Commission des lois constitutionnelles, de législation, du suffrage universel, du Règlement et d'administration générale — Réunion du 11 février 2015 : 1ère réunion
Projet d'ordonnance relative aux marchés publics proposé sur le fondement de l'habilitation prévue par la loi n° 2014-1545 du 20 décembre 2014 relative à la simplification de la vie des entreprises — Communication

Photo de André ReichardtAndré Reichardt :

Concernant ce projet d'ordonnance, j'insisterai sur deux points : les marchés de partenariat dans un premier temps et les marchés publics stricto sensu dans un second.
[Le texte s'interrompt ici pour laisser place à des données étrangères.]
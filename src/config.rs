//! Run configuration and the file locations derived from it.

use std::path::{Path, PathBuf};

use chrono::{DateTime, Local};

use crate::Result;

/// Suffix appended to the assembly's file stem to name the XML report
pub const EXPORT_SUFFIX: &str = "_Export.xml";

/// Timestamp format embedded in run log file names
pub const LOG_FILE_TIMESTAMP_FORMAT: &str = "%Y%m%d_%H%M%S";

/// Prefix of a command line option
const OPTION_PREFIX: &str = "--";

/// What a run does with namespaces.
#[derive(Debug, Clone, PartialEq, Eq, Default)]
pub enum NamespaceFilter {
    /// Export every exported type
    #[default]
    All,
    /// Export only types in this namespace
    Only(String),
    /// Do not export; list the exported namespaces instead
    Discover,
}

impl NamespaceFilter {
    /// Interpret the value of a `--namespace` option.
    ///
    /// `None` means the option was absent. `Some("")`, or a value that is itself a `--`
    /// option, means it was given without a namespace.
    #[must_use]
    pub fn from_arg(arg: Option<&str>) -> Self {
        match arg {
            None => NamespaceFilter::All,
            Some(name) if name.is_empty() || name.starts_with(OPTION_PREFIX) => {
                NamespaceFilter::Discover
            }
            Some(name) => NamespaceFilter::Only(name.to_string()),
        }
    }

    /// The namespace constraint for report building, if any.
    #[must_use]
    pub fn constraint(&self) -> Option<&str> {
        match self {
            NamespaceFilter::Only(name) => Some(name),
            NamespaceFilter::All | NamespaceFilter::Discover => None,
        }
    }

    /// True for namespace discovery mode.
    #[must_use]
    pub fn is_discovery(&self) -> bool {
        matches!(self, NamespaceFilter::Discover)
    }
}

/// Everything one run needs to know.
#[derive(Debug, Clone, PartialEq, Eq)]
pub struct ExportConfig {
    /// The assembly to inspect
    pub assembly_path: PathBuf,
    /// Namespace handling
    pub namespace: NamespaceFilter,
    /// Where run logs go; the executable's directory when unset
    pub log_dir: Option<PathBuf>,
}

impl ExportConfig {
    /// Configuration exporting every type of `assembly_path`.
    pub fn new(assembly_path: impl Into<PathBuf>) -> Self {
        ExportConfig {
            assembly_path: assembly_path.into(),
            namespace: NamespaceFilter::All,
            log_dir: None,
        }
    }

    /// Set the namespace handling.
    #[must_use]
    pub fn with_namespace(mut self, namespace: NamespaceFilter) -> Self {
        self.namespace = namespace;
        self
    }

    /// Set the run log directory.
    #[must_use]
    pub fn with_log_dir(mut self, log_dir: impl Into<PathBuf>) -> Self {
        self.log_dir = Some(log_dir.into());
        self
    }

    /// File name of the assembly without its extension.
    #[must_use]
    pub fn assembly_stem(&self) -> String {
        self.assembly_path
            .file_stem()
            .map(|stem| stem.to_string_lossy().into_owned())
            .unwrap_or_default()
    }

    /// `<assembly dir>/<stem>_Export.xml`
    #[must_use]
    pub fn output_path(&self) -> PathBuf {
        let dir = self.assembly_path.parent().unwrap_or_else(|| Path::new(""));
        dir.join(format!("{}{EXPORT_SUFFIX}", self.assembly_stem()))
    }

    /// `<log dir>/<stem>_<yyyyMMdd_HHmmss>.log`
    ///
    /// # Errors
    /// Returns [`crate::Error::Io`] if no log directory is configured and the location of the
    /// running executable cannot be determined.
    pub fn log_path(&self, started: &DateTime<Local>) -> Result<PathBuf> {
        let dir = match &self.log_dir {
            Some(dir) => dir.clone(),
            None => process_base_dir()?,
        };

        Ok(dir.join(format!(
            "{}_{}.log",
            self.assembly_stem(),
            started.format(LOG_FILE_TIMESTAMP_FORMAT)
        )))
    }
}

/// Directory containing the running executable.
///
/// # Errors
/// Returns [`crate::Error::Io`] if the executable path cannot be resolved.
pub fn process_base_dir() -> Result<PathBuf> {
    let exe = std::env::current_exe()?;
    Ok(exe
        .parent()
        .map(Path::to_path_buf)
        .unwrap_or_else(|| PathBuf::from(".")))
}
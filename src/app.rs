use std::path::PathBuf;

use clap::Parser;

use asminspect::{ExportConfig, NamespaceFilter};

/// Printed when no assembly path is given.
pub const USAGE: &str = "Usage: asminspect <path-to-assembly> [--namespace <namespaceName>]";

/// asminspect - export the public surface of a .NET assembly to XML
#[derive(Debug, Parser)]
#[command(name = "asminspect", version, about, long_about = None)]
pub struct Cli {
    /// Path to the .NET assembly file.
    #[arg(value_name = "FILE")]
    pub path: Option<PathBuf>,

    /// Export only this namespace. Without a value, or when followed by another `--` option,
    /// list the available namespaces instead.
    #[arg(
        long,
        value_name = "NAME",
        num_args = 0..=1,
        default_missing_value = "",
        allow_hyphen_values = true
    )]
    pub namespace: Option<String>,

    /// Directory for the run log (default: the directory of this executable).
    #[arg(long, value_name = "DIR")]
    pub log_dir: Option<PathBuf>,

    /// Enable verbose (debug-level) logging output.
    #[arg(short, long)]
    pub verbose: bool,
}

impl Cli {
    /// Translate the arguments into a run configuration. `None` if no assembly was given.
    pub fn export_config(&self) -> Option<ExportConfig> {
        let path = self.path.as_ref()?;
        let mut config = ExportConfig::new(path)
            .with_namespace(NamespaceFilter::from_arg(self.namespace.as_deref()));
        if let Some(dir) = &self.log_dir {
            config = config.with_log_dir(dir);
        }
        Some(config)
    }
}
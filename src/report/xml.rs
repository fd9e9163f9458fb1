//! XML serialization of a [`ReportNode`] tree.
//!
//! Output is an XML 1.0 document with a UTF-8 declaration and two-space indentation. Nodes
//! without children are written as empty elements. Attribute values are escaped. The same tree
//! always serializes to the same bytes.

use std::{fs, path::Path};

use quick_xml::{
    events::{BytesDecl, BytesEnd, BytesStart, Event},
    Writer,
};

use crate::{report::ReportNode, Result};

/// Serialize `root` into an in-memory XML document.
///
/// # Errors
/// Returns an error if the writer fails.
///
/// # Examples
///
/// ```rust
/// use asminspect::report::{xml::to_xml, ReportNode};
///
/// let root = ReportNode::new("Assembly").with_attribute("Name", "Game");
/// let bytes = to_xml(&root).unwrap();
///
/// assert_eq!(
///     String::from_utf8(bytes).unwrap(),
///     "<?xml version=\"1.0\" encoding=\"utf-8\"?>\n<Assembly Name=\"Game\"/>\n"
/// );
/// ```
pub fn to_xml(root: &ReportNode) -> Result<Vec<u8>> {
    let mut writer = Writer::new_with_indent(Vec::new(), b' ', 2);

    writer.write_event(Event::Decl(BytesDecl::new("1.0", Some("utf-8"), None)))?;
    write_node(&mut writer, root)?;

    let mut bytes = writer.into_inner();
    bytes.push(b'\n');
    Ok(bytes)
}

/// Serialize `root` and write it to `path` in a single call.
///
/// Serialization happens entirely in memory first, so a failure never leaves a partially
/// written document behind.
///
/// # Errors
/// Returns an error if serialization fails, or [`crate::Error::Io`] if
/// the file cannot be written.
pub fn write_xml(root: &ReportNode, path: &Path) -> Result<()> {
    let bytes = to_xml(root)?;
    fs::write(path, bytes)?;
    Ok(())
}

fn write_node(writer: &mut Writer<Vec<u8>>, node: &ReportNode) -> Result<()> {
    let mut start = BytesStart::new(node.tag());
    for (name, value) in node.attributes() {
        start.push_attribute((*name, value.as_str()));
    }

    if node.children().is_empty() {
        writer.write_event(Event::Empty(start))?;
        return Ok(());
    }

    writer.write_event(Event::Start(start))?;
    for child in node.children() {
        write_node(writer, child)?;
    }
    writer.write_event(Event::End(BytesEnd::new(node.tag())))?;

    Ok(())
}

#[cfg(test)]
mod tests {
    use super::*;
    use crate::report::{ASSEMBLY_TAG, FIELD_TAG, METHOD_TAG, PARAMETER_TAG, TYPE_TAG};

    fn sample() -> ReportNode {
        ReportNode::new(ASSEMBLY_TAG)
            .with_attribute("Name", "Game")
            .with_child(
                ReportNode::new(TYPE_TAG)
                    .with_attribute("Namespace", "Game")
                    .with_attribute("FullName", "Game.Player")
                    .with_child(
                        ReportNode::new(FIELD_TAG)
                            .with_attribute("Name", "Health")
                            .with_attribute("Type", "Int32"),
                    )
                    .with_child(
                        ReportNode::new(METHOD_TAG)
                            .with_attribute("Name", "Move")
                            .with_attribute("ReturnType", "Void")
                            .with_child(
                                ReportNode::new(PARAMETER_TAG)
                                    .with_attribute("Name", "direction")
                                    .with_attribute("Type", "Vector3"),
                            ),
                    ),
            )
    }

    #[test]
    fn document_layout() {
        let xml = String::from_utf8(to_xml(&sample()).unwrap()).unwrap();
        let expected = concat!(
            "<?xml version=\"1.0\" encoding=\"utf-8\"?>\n",
            "<Assembly Name=\"Game\">\n",
            "  <Type Namespace=\"Game\" FullName=\"Game.Player\">\n",
            "    <Field Name=\"Health\" Type=\"Int32\"/>\n",
            "    <Method Name=\"Move\" ReturnType=\"Void\">\n",
            "      <Parameter Name=\"direction\" Type=\"Vector3\"/>\n",
            "    </Method>\n",
            "  </Type>\n",
            "</Assembly>\n",
        );
        assert_eq!(xml, expected);
    }

    #[test]
    fn empty_namespace_is_written() {
        let root = ReportNode::new(ASSEMBLY_TAG).with_attribute("Name", "Tool").with_child(
            ReportNode::new(TYPE_TAG)
                .with_attribute("Namespace", "")
                .with_attribute("FullName", "Program"),
        );

        let xml = String::from_utf8(to_xml(&root).unwrap()).unwrap();
        assert!(xml.contains("<Type Namespace=\"\" FullName=\"Program\"/>"));
    }

    #[test]
    fn attribute_values_are_escaped() {
        let root = ReportNode::new(METHOD_TAG)
            .with_attribute("Name", "op_<&>")
            .with_attribute("ReturnType", "\"quoted\"");

        let xml = String::from_utf8(to_xml(&root).unwrap()).unwrap();
        assert!(xml.contains("Name=\"op_&lt;&amp;&gt;\""));
        assert!(xml.contains("ReturnType=\"&quot;quoted&quot;\""));
    }

    #[test]
    fn serialization_is_deterministic() {
        assert_eq!(to_xml(&sample()).unwrap(), to_xml(&sample()).unwrap());
    }

    #[test]
    fn write_xml_creates_file() {
        let dir = tempfile::tempdir().unwrap();
        let path = dir.path().join("Game_Export.xml");

        write_xml(&sample(), &path).unwrap();
        assert_eq!(fs::read(&path).unwrap(), to_xml(&sample()).unwrap());
    }
}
Les marchés de partenariat, d'abord, constitueraient une nouvelle catégorie juridique créée par ce texte regroupant les actuels contrats de partenariat ainsi que d'autres formes contractuelles complexes. À la lecture du projet d'ordonnance, on remarque que de nombreuses recommandations de nos collègues Hugues Portelli et Jean-Pierre Sueur ont été reprises. Tout d'abord, la personne publique recourant à un marché de partenariat pourra conserver certaines missions comme la conception et l'aménagement du projet alors, qu'aujourd'hui, il est obligatoire de confier toutes les facettes de l'opération à l'entreprise attributaire d'un contrat de partenariat. Le caractère global du marché est ainsi atténué, permettant à la personne publique de garder la main sur le projet, au besoin avec l'appui de professionnels du secteur.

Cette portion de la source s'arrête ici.